Please give back word for word the lines below, from the first one through the one with "use crate::domain::entities::photo::Photo;".

--- START ---

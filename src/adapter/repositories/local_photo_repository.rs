//! Local Photo Repository Implementation
//!
//! PhotoRepositoryのファイルシステム実装

use anyhow::{Context, Result};
use async_trait::async_trait;
use log::{info, warn};
use std::path::{Path, PathBuf};
use walkdir::WalkDir;

use crate::domain::entities::photo::Photo;
use crate::domain::repositories::photo_repository::PhotoRepository;

/// ファイルシステムベースの写真リポジトリ
pub struct LocalPhotoRepository;

impl LocalPhotoRepository {
    /// 新しいリポジトリを作成
    pub fn new() -> Self {
        Self
    }

    /// ディレクトリ直下のファイルを発見する（内部実装）
    fn discover_photos_internal(dir: &Path) -> Result<Vec<Photo>> {
        if !dir.is_dir() {
            anyhow::bail!("Not a directory: {}", dir.display());
        }

        let mut paths: Vec<PathBuf> = Vec::new();

        for entry in WalkDir::new(dir)
            .min_depth(1)
            .max_depth(1)
            .follow_links(true)
            .sort_by_file_name()
        {
            let entry = match entry {
                Ok(entry) => entry,
                Err(e) => {
                    warn!("Skipping unreadable entry in {}: {}", dir.display(), e);
                    continue;
                }
            };

            if entry.file_type().is_file() {
                paths.push(entry.into_path());
            }
        }

        info!("Found {} photos in {}", paths.len(), dir.display());

        Ok(paths.into_iter().map(Photo::from_path).collect())
    }
}

#[async_trait]
impl PhotoRepository for LocalPhotoRepository {
    async fn discover_photos(&self, dir: &Path) -> Result<Vec<Photo>> {
        let dir = dir.to_path_buf();
        tokio::task::spawn_blocking(move || Self::discover_photos_internal(&dir))
            .await
            .context("Failed to spawn blocking task")?
    }
}

impl Default for LocalPhotoRepository {
    fn default() -> Self {
        Self::new()
    }
}
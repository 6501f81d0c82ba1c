//! Configuration
//!
//! JSON設定ファイルの読み込み

use anyhow::{Context, Result};
use serde::{Deserialize, Serialize};
use std::fs;
use std::path::PathBuf;
use std::time::Duration;

use crate::application::dto::reports::DeliveryConfig;

fn default_client_secrets_path() -> String {
    "credentials.json".to_string()
}

fn default_token_path() -> String {
    "token.json".to_string()
}

fn default_messaging_credentials_path() -> String {
    "twilo_creds.json".to_string()
}

fn default_sender_address() -> String {
    "whatsapp:+14155238886".to_string()
}

fn default_channel_prefix() -> String {
    "whatsapp:".to_string()
}

fn default_country_code() -> String {
    "+65".to_string()
}

fn default_message_body() -> String {
    "Thank you for coming!".to_string()
}

fn default_storage_host() -> String {
    "drive.google.com".to_string()
}

fn default_startup_delay_secs() -> u64 {
    2
}

fn default_first_batch_number() -> u32 {
    1
}

fn default_drive_api_base() -> String {
    "https://www.googleapis.com".to_string()
}

fn default_messaging_api_base() -> String {
    "https://api.twilio.com".to_string()
}

#[derive(Debug, Clone, Deserialize, Serialize)]
pub struct Config {
    /// バッチフォルダを作成する親フォルダのID
    pub root_folder_id: String,

    // Authentication
    #[serde(default = "default_client_secrets_path")]
    pub client_secrets_path: String,
    #[serde(default = "default_token_path")]
    pub token_path: String,
    #[serde(default = "default_messaging_credentials_path")]
    pub messaging_credentials_path: String,

    // Messaging
    #[serde(default = "default_sender_address")]
    pub sender_address: String,
    #[serde(default = "default_channel_prefix")]
    pub channel_prefix: String,
    #[serde(default = "default_country_code")]
    pub country_code: String,
    #[serde(default = "default_message_body")]
    pub message_body: String,

    // Storage
    #[serde(default = "default_storage_host")]
    pub storage_host: String,
    #[serde(default = "default_first_batch_number")]
    pub first_batch_number: u32,

    #[serde(default = "default_startup_delay_secs")]
    pub startup_delay_secs: u64,

    // API endpoints (overridable for testing)
    #[serde(default = "default_drive_api_base")]
    pub drive_api_base: String,
    #[serde(default = "default_messaging_api_base")]
    pub messaging_api_base: String,
}

impl Config {
    pub fn load(path: &str) -> Result<Self> {
        let expanded = expand_path(path);
        let content = fs::read_to_string(&expanded)
            .with_context(|| format!("Failed to read config file: {}", expanded.display()))?;
        let config: Config =
            serde_json::from_str(&content).context("Failed to parse config JSON")?;
        Ok(config)
    }

    pub fn client_secrets_path(&self) -> PathBuf {
        expand_path(&self.client_secrets_path)
    }

    pub fn token_path(&self) -> PathBuf {
        expand_path(&self.token_path)
    }

    pub fn messaging_credentials_path(&self) -> PathBuf {
        expand_path(&self.messaging_credentials_path)
    }

    pub fn startup_delay(&self) -> Duration {
        Duration::from_secs(self.startup_delay_secs)
    }

    /// 配信ユースケース用の設定
    pub fn delivery_config(&self) -> DeliveryConfig {
        DeliveryConfig {
            sender_address: self.sender_address.clone(),
            channel_prefix: self.channel_prefix.clone(),
            message_body: self.message_body.clone(),
            storage_host: self.storage_host.clone(),
        }
    }
}

/// Expands tilde in path
pub fn expand_path(path: &str) -> PathBuf {
    PathBuf::from(shellexpand::tilde(path).as_ref())
}
//! Line Prompt
//!
//! 対話入力の抽象化（テストでは入力をスクリプト化する）

use anyhow::{Context, Result};
use dialoguer::Input;
use std::collections::VecDeque;
use std::io::{self, BufRead, IsTerminal, Write};

/// 1行入力のプロンプト
pub trait LinePrompt {
    /// プロンプトを表示して1行読む（入力終端なら `None`）
    fn read_line(&mut self, prompt: &str) -> Result<Option<String>>;
}

/// 端末ならdialoguer、パイプ入力なら標準入力を使うプロンプトを返す
pub fn interactive() -> Box<dyn LinePrompt> {
    if io::stdin().is_terminal() {
        Box::new(DialoguerPrompt)
    } else {
        Box::new(StdinPrompt::new(io::stdin().lock()))
    }
}

/// dialoguer による端末プロンプト
pub struct DialoguerPrompt;

impl LinePrompt for DialoguerPrompt {
    fn read_line(&mut self, prompt: &str) -> Result<Option<String>> {
        let result = Input::<String>::new()
            .with_prompt(prompt.trim_end_matches([':', ' ']))
            .allow_empty(true)
            .interact_text();

        match result {
            Ok(line) => Ok(Some(line)),
            Err(dialoguer::Error::IO(e)) if e.kind() == io::ErrorKind::UnexpectedEof => Ok(None),
            Err(e) => Err(e).context("Failed to read input"),
        }
    }
}

/// 行単位のリーダーから読むプロンプト
pub struct StdinPrompt<R: BufRead> {
    reader: R,
}

impl<R: BufRead> StdinPrompt<R> {
    pub fn new(reader: R) -> Self {
        Self { reader }
    }
}

impl<R: BufRead> LinePrompt for StdinPrompt<R> {
    fn read_line(&mut self, prompt: &str) -> Result<Option<String>> {
        println!("{}", prompt);
        io::stdout().flush().context("Failed to flush stdout")?;

        let mut line = String::new();
        let n = self
            .reader
            .read_line(&mut line)
            .context("Failed to read input")?;
        if n == 0 {
            return Ok(None);
        }

        Ok(Some(line.trim_end_matches(['\r', '\n']).to_string()))
    }
}

/// 事前に用意した入力を順に返すプロンプト
#[derive(Debug, Default)]
pub struct ScriptedPrompt {
    lines: VecDeque<String>,
    asked: Vec<String>,
}

impl ScriptedPrompt {
    pub fn new<I, S>(lines: I) -> Self
    where
        I: IntoIterator<Item = S>,
        S: Into<String>,
    {
        Self {
            lines: lines.into_iter().map(Into::into).collect(),
            asked: Vec::new(),
        }
    }

    /// 表示されたプロンプトの履歴
    pub fn asked(&self) -> &[String] {
        &self.asked
    }
}

impl LinePrompt for ScriptedPrompt {
    fn read_line(&mut self, prompt: &str) -> Result<Option<String>> {
        self.asked.push(prompt.to_string());
        Ok(self.lines.pop_front())
    }
}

--- END ---

### [ANSWER TO THE EXERCISE]
filename src/adapter/repositories/local_photo_repository.rs
//! Local Photo Repository Implementation
//!
//! PhotoRepositoryのファイルシステム実装

use anyhow::{Context, Result};
use async_trait::async_trait;
use log::{info, warn};
use std::path::{Path, PathBuf};
use walkdir::WalkDir;

use crate::domain::entities::photo::Photo;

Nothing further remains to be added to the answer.